- Work order -
Copy verbatim the block of lines in the entries below whose first line contains "filename crates/control_plane/src/housekeeping.rs" and whose last line contains "use crate::queue::WorkQueue;". Leave out all other lines.

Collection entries
--------------------------------
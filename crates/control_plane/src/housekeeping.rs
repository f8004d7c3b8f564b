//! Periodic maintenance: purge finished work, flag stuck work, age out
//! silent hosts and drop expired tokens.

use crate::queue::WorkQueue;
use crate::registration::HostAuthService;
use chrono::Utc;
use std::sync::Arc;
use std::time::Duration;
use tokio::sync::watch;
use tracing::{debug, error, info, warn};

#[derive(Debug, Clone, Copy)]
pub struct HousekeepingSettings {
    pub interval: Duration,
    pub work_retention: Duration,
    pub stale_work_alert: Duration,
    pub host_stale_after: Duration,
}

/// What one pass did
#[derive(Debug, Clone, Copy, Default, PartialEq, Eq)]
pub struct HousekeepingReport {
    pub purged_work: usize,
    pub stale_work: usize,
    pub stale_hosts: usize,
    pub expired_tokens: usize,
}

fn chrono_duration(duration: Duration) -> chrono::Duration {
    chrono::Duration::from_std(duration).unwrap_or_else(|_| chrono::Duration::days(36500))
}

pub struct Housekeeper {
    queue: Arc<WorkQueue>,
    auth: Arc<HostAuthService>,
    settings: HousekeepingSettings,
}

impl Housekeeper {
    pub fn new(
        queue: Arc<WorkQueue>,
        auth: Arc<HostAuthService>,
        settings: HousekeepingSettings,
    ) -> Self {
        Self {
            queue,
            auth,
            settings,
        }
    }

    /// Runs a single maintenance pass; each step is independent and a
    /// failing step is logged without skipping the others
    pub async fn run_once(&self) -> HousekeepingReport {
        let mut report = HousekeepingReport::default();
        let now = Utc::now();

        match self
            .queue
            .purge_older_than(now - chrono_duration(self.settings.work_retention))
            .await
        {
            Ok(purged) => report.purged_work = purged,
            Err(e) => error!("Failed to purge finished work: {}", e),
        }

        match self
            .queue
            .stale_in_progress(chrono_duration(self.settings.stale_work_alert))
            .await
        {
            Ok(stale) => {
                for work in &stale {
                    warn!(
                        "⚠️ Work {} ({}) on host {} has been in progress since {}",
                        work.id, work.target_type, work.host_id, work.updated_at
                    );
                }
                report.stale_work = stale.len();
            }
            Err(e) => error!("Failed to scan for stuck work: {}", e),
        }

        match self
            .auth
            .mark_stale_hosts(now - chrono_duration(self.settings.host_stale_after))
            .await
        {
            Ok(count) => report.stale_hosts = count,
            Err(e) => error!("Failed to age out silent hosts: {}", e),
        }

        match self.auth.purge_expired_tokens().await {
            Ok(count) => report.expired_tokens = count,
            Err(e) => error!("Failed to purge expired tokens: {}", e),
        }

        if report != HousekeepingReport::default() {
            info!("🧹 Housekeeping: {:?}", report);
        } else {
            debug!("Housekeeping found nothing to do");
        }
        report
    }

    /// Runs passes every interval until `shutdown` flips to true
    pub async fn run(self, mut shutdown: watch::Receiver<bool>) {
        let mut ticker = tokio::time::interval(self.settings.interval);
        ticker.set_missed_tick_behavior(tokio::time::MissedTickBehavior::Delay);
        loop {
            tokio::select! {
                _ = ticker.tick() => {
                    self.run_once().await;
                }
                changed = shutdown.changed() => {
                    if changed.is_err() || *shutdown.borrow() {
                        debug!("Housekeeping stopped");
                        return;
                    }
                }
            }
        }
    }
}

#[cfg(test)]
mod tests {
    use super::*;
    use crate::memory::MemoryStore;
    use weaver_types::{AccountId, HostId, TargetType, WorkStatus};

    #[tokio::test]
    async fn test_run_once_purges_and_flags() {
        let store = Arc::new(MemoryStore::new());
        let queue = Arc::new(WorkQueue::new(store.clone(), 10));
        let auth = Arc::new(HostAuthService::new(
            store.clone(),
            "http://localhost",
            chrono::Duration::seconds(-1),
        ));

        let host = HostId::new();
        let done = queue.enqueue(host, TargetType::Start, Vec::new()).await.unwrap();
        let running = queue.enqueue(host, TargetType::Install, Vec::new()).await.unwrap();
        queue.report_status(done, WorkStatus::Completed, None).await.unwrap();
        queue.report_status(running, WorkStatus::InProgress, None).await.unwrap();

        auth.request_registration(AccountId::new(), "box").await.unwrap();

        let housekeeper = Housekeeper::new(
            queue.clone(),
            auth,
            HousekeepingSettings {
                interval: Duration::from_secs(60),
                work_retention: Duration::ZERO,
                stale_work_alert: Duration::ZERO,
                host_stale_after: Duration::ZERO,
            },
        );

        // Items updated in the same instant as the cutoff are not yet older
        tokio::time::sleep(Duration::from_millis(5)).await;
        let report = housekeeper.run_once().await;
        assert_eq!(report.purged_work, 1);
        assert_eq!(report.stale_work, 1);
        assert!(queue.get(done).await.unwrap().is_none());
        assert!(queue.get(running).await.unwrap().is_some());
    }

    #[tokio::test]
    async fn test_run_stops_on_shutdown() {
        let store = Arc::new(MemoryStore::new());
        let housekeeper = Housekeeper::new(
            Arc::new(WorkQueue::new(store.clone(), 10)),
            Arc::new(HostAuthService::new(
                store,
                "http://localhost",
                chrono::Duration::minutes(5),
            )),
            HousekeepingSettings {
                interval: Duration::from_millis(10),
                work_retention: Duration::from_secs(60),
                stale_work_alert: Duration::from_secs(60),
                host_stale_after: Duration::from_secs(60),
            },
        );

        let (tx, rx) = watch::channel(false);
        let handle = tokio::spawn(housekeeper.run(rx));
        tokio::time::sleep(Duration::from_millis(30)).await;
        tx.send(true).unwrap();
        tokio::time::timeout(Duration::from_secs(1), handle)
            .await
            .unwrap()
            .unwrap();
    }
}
--------------------------------
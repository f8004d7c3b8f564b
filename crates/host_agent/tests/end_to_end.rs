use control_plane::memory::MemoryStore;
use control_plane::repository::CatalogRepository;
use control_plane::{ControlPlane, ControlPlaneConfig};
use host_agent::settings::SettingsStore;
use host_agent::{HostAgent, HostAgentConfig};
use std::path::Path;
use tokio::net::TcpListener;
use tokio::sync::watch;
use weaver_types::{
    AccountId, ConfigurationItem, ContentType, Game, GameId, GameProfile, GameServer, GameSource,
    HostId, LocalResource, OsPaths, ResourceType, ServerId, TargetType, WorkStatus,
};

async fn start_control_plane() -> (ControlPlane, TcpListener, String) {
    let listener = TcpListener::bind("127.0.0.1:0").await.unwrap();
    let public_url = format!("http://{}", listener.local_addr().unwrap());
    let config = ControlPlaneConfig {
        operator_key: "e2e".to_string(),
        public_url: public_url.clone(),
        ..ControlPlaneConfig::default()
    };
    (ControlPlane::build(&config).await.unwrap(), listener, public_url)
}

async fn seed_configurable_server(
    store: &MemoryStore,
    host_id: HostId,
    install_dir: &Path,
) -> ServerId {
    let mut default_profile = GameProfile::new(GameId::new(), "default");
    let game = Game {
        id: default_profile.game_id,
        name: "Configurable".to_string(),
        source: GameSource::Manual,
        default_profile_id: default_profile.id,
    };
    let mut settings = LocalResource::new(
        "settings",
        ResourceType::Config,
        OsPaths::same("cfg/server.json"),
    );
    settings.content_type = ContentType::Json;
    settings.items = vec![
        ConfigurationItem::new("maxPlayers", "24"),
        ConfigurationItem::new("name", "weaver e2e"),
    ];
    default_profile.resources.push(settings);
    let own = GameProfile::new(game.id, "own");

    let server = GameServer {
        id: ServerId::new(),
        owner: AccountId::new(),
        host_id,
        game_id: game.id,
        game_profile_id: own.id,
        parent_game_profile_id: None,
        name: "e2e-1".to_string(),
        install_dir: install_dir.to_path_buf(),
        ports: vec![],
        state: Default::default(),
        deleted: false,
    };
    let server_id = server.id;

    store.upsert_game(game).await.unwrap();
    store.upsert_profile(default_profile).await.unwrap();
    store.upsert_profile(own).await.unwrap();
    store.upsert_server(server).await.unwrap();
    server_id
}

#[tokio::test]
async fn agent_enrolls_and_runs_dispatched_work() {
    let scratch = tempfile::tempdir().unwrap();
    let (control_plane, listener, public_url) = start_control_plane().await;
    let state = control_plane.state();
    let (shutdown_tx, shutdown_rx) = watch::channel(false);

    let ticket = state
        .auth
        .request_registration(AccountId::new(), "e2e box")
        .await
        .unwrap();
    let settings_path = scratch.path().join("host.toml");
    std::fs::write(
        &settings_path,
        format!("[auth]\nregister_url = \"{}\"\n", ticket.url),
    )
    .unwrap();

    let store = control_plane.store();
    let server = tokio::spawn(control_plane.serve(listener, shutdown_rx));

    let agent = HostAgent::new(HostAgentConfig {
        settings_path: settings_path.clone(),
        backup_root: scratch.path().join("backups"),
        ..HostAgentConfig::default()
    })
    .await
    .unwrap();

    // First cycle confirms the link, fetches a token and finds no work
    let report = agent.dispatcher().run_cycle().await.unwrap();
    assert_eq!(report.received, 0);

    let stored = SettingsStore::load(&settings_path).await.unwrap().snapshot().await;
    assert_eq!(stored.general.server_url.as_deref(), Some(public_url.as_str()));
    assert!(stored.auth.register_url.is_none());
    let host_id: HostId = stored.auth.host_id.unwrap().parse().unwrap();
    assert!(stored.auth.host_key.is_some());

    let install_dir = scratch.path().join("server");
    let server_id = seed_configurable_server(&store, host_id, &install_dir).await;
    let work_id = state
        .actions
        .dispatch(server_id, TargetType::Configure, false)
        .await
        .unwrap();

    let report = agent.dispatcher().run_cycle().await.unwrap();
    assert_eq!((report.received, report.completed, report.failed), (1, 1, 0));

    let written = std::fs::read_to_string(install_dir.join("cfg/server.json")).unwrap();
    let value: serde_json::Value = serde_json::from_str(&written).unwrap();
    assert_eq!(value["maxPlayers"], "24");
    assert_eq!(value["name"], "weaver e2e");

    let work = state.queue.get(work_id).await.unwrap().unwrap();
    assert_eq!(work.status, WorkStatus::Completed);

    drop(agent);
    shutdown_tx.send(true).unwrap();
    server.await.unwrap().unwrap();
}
--------------------------------
- Task output -
filename crates/control_plane/src/housekeeping.rs
repository f8004d7c3b8f564b
//! Periodic maintenance: purge finished work, flag stuck work, age out
//! silent hosts and drop expired tokens.

use crate::queue::WorkQueue;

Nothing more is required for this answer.